Faces of Depression, Day 11

Today marks the seven year anniversary of Momcat’s death. Funny, I expected to be much more of an emotional wreck, but yesterday was way more difficult. Today I woke up and didn’t feel miserable, just sad and preoccupied. Maybe it’s because I’ve been thinking a lot about what the leader of a bereavement counseling group would tell group attendees all the time: “let the day be the day.” He was talking about holidays, but it’s applicable to any anniversary associated with someone who has died.

Day 11. Anniversary of Momcat's death. Sad and pensive, but not a complete emotional wreck. Today is a 4 out of 10.
Day 11. Anniversary of Momcat’s death. Sad and pensive, but not a complete emotional wreck. Today is a 4 out of 10.

Faces of Depression, Day 10

Today was rough.
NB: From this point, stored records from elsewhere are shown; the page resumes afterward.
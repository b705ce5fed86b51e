//!
//! Huddle HTTP server
//! ------------------
//! Axum-based HTTP API for the membership and event-scheduling app.
//!
//! Responsibilities:
//! - Session gate applied to every request at the network edge: credential
//!   refresh, route classification, allow/redirect decisions.
//! - Login/logout endpoints backed by the identity provider.
//! - Effective-role reporting and the owner-claim write-through.
//! - Thin gated endpoints for the app surfaces (dashboard, members, events,
//!   profile, tools).
//!
//! Handlers never put raw upstream error text in a response body; everything
//! user-facing goes through `crate::messages` first.

use std::net::SocketAddr;
use std::sync::Arc;

use axum::extract::{Path, Request, State};
use axum::http::{HeaderMap, HeaderValue, StatusCode, header};
use axum::middleware::{self, Next};
use axum::response::{IntoResponse, Response};
use axum::routing::{get, post};
use axum::{Extension, Json, Router};
use serde::Deserialize;
use serde_json::json;
use tracing::{error, info};

use crate::audit::AuditSink;
use crate::config::AppConfig;
use crate::directory::{MemberDirectory, MemoryDirectory};
use crate::error::AppError;
use crate::identity::{
    self, CookieWrite, GateDecision, IdentityProvider, LocalIdentityProvider, LoginRequest,
    Principal, ProviderError, SessionManager, SESSION_COOKIE,
};
use crate::messages;

/// Shared server state injected into all handlers. Ports are trait objects so
/// tests can swap in failing collaborators.
#[derive(Clone)]
pub struct AppState {
    pub provider: Arc<dyn IdentityProvider>,
    pub directory: Arc<dyn MemberDirectory>,
    pub audit: AuditSink,
    pub cfg: Arc<AppConfig>,
}

/// Mount all routes with the session gate wrapped around them.
pub fn router(state: AppState) -> Router {
    Router::new()
        .route("/", get(|| async { "huddle ok" }))
        .route("/login", post(login))
        .route("/logout", post(logout))
        .route("/session", get(session_info))
        .route("/dashboard", get(page_dashboard))
        .route("/members", get(page_members))
        .route("/events/{id}", get(event_detail))
        .route("/profile", get(page_profile))
        .route("/profile/claim-owner", post(claim_owner))
        .route("/tools", get(page_tools))
        .layer(middleware::from_fn_with_state(state.clone(), session_gate))
        .with_state(state)
}

/// Start the server: seed the bootstrap owner account, wire the audit drain
/// and serve until shutdown.
pub async fn run_with_config(cfg: AppConfig) -> anyhow::Result<()> {
    let provider = Arc::new(LocalIdentityProvider::new(SessionManager::new(cfg.session_ttl)));
    provider.ensure_bootstrap_account(&cfg.owner_email, &cfg.bootstrap_password)?;

    let state = AppState {
        provider,
        directory: Arc::new(MemoryDirectory::new()),
        audit: AuditSink::spawn(),
        cfg: Arc::new(cfg.clone()),
    };

    let app = router(state);
    let addr: SocketAddr = format!("0.0.0.0:{}", cfg.http_port).parse()?;
    info!("Starting server on {}", addr);
    let listener = tokio::net::TcpListener::bind(addr).await?;
    axum::serve(listener, app).await?;
    Ok(())
}

/// Convenience entry point using environment configuration.
pub async fn run() -> anyhow::Result<()> {
    run_with_config(AppConfig::from_env()).await
}

/// The network-edge interception point. Every request gets a decision;
/// credential writes computed here reach the response even on redirects.
async fn session_gate(State(state): State<AppState>, mut req: Request, next: Next) -> Response {
    let token = identity::parse_cookie(req.headers(), SESSION_COOKIE);
    let outcome = identity::screen(&*state.provider, token.as_deref(), req.uri().path()).await;

    let mut response = match outcome.decision {
        GateDecision::Continue => {
            if let Some(principal) = outcome.principal {
                req.extensions_mut().insert(principal);
            }
            next.run(req).await
        }
        GateDecision::RedirectTo(path) => redirect(path),
    };

    merge_cookie_writes(response.headers_mut(), &outcome.cookie_writes, state.cfg.secure_cookies);
    response
}

fn redirect(path: &str) -> Response {
    let mut headers = HeaderMap::new();
    if let Ok(v) = HeaderValue::from_str(path) {
        headers.insert(header::LOCATION, v);
    }
    (StatusCode::TEMPORARY_REDIRECT, headers).into_response()
}

/// Append cookie writes to a response, skipping names a handler already wrote:
/// handler writes happened later and win.
fn merge_cookie_writes(headers: &mut HeaderMap, writes: &[CookieWrite], secure: bool) {
    let written: Vec<String> = headers
        .get_all(header::SET_COOKIE)
        .iter()
        .filter_map(|v| v.to_str().ok())
        .filter_map(|s| s.split('=').next().map(|n| n.to_string()))
        .collect();
    for w in writes {
        if written.iter().any(|n| n == &w.name) {
            continue;
        }
        if let Ok(v) = HeaderValue::from_str(&w.header_value(secure)) {
            headers.append(header::SET_COOKIE, v);
        }
    }
}

fn set_cookie_headers(writes: &[CookieWrite], secure: bool) -> HeaderMap {
    let mut headers = HeaderMap::new();
    for w in writes {
        if let Ok(v) = HeaderValue::from_str(&w.header_value(secure)) {
            headers.append(header::SET_COOKIE, v);
        }
    }
    headers
}

fn app_error_response(app: &AppError) -> Response {
    let status = StatusCode::from_u16(app.http_status()).unwrap_or(StatusCode::INTERNAL_SERVER_ERROR);
    (status, Json(json!({"status": "error", "code": app.code_str(), "message": app.message()}))).into_response()
}

#[derive(Debug, Deserialize)]
struct LoginPayload {
    email: String,
    password: String,
}

async fn login(State(state): State<AppState>, Json(payload): Json<LoginPayload>) -> Response {
    let req = LoginRequest { email: payload.email.clone(), password: payload.password, ip: None };
    match state.provider.login(&req).await {
        Ok(resp) => {
            let ttl_secs = state.cfg.session_ttl.as_secs() as i64;
            let writes = [CookieWrite::set(SESSION_COOKIE, &resp.session.token, ttl_secs)];
            let headers = set_cookie_headers(&writes, state.cfg.secure_cookies);
            state.audit.record(Some(&resp.session.principal.member_id), "login", payload.email);
            (StatusCode::OK, headers, Json(json!({"status": "ok"}))).into_response()
        }
        Err(ProviderError::Unauthenticated) => {
            let app = AppError::unauthenticated("invalid_credentials", messages::classify_str("invalid login credentials"));
            app_error_response(&app)
        }
        Err(ProviderError::Unavailable(msg)) => {
            error!("login provider error: {msg}");
            let app = AppError::transient("provider_unavailable", messages::classify_str(&msg));
            app_error_response(&app)
        }
    }
}

/// Sign-out contract: invalidate the session, then redirect to /login while
/// clearing every credential-store entry the provider could have written.
async fn logout(State(state): State<AppState>, headers: HeaderMap) -> Response {
    let token = identity::parse_cookie(&headers, SESSION_COOKIE);
    let names = identity::cookie_names(&headers);
    let writes = identity::sign_out(&*state.provider, token.as_deref(), &names).await;

    state.audit.record(None, "sign_out", "session cleared");

    let mut out = set_cookie_headers(&writes, state.cfg.secure_cookies);
    if let Ok(v) = HeaderValue::from_str("/login") {
        out.insert(header::LOCATION, v);
    }
    (StatusCode::TEMPORARY_REDIRECT, out).into_response()
}

/// Who am I: principal plus effective role (full resolver) and the advisory
/// store-free role for rendering decisions.
async fn session_info(
    State(state): State<AppState>,
    principal: Option<Extension<Principal>>,
) -> Response {
    match principal {
        Some(Extension(p)) => {
            let role = identity::resolve_role(&*state.directory, &state.cfg.owner_email, Some(&p.email)).await;
            let advisory = identity::resolve_role_local(&state.cfg.owner_email, Some(&p.email));
            let expires_at = match role {
                identity::Role::TemporaryAdmin(at) => Some(at.to_rfc3339()),
                _ => None,
            };
            (
                StatusCode::OK,
                Json(json!({
                    "status": "ok",
                    "member_id": p.member_id,
                    "email": p.email,
                    "role": role.label(),
                    "role_advisory": advisory.label(),
                    "admin_until": expires_at,
                })),
            )
                .into_response()
        }
        None => (
            StatusCode::OK,
            Json(json!({"status": "ok", "role": identity::Role::Guest.label()})),
        )
            .into_response(),
    }
}

async fn claim_owner(
    State(state): State<AppState>,
    principal: Option<Extension<Principal>>,
) -> Response {
    let Some(Extension(p)) = principal else {
        let app = AppError::unauthenticated("no_session", messages::classify_str("unauthenticated"));
        return app_error_response(&app);
    };
    match identity::claim_owner_role(&*state.directory, &state.cfg.owner_email, &p).await {
        Ok(()) => {
            state.audit.record(Some(&p.member_id), "claim_owner", p.email.clone());
            (StatusCode::OK, Json(json!({"status": "ok", "role": "owner"}))).into_response()
        }
        Err(app) => app_error_response(&app),
    }
}

async fn page_dashboard(principal: Option<Extension<Principal>>) -> Response {
    page("dashboard", principal)
}

async fn page_members(principal: Option<Extension<Principal>>) -> Response {
    page("members", principal)
}

async fn page_profile(principal: Option<Extension<Principal>>) -> Response {
    page("profile", principal)
}

async fn page_tools(principal: Option<Extension<Principal>>) -> Response {
    page("tools", principal)
}

async fn event_detail(Path(id): Path<String>, principal: Option<Extension<Principal>>) -> Response {
    match principal {
        Some(Extension(p)) => (
            StatusCode::OK,
            Json(json!({"status": "ok", "event": id, "viewer": p.member_id})),
        )
            .into_response(),
        None => app_error_response(&AppError::unauthenticated(
            "no_session",
            messages::classify_str("unauthenticated"),
        )),
    }
}

/// Gated pages answer with a small acknowledgement; the gate guarantees a
/// principal is present on Protected paths.
fn page(name: &'static str, principal: Option<Extension<Principal>>) -> Response {
    match principal {
        Some(Extension(p)) => (
            StatusCode::OK,
            Json(json!({"status": "ok", "page": name, "viewer": p.member_id})),
        )
            .into_response(),
        None => app_error_response(&AppError::unauthenticated(
            "no_session",
            messages::classify_str("unauthenticated"),
        )),
    }
}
Woke up at 6 and cried from all the anxiety running through my head – my anxiety is at its worst in the morning – and fell asleep again after 7 and didn’t wake up again until after 9. Putzed around, journaled, ate breakfast, then felt emotionally drained and went back to bed for a few more hours. I did get outside for a little while around 2:45 – had a late lunch of comfort food (spaghetti and meatballs). But on the way back my check engine light came on and that triggered my anxiety all over again.

Day 10 selfie, 11:20 a.m. Rank of 1 out of 10.
Day 10 selfie, 11:20 a.m. Rank of 1 out of 10.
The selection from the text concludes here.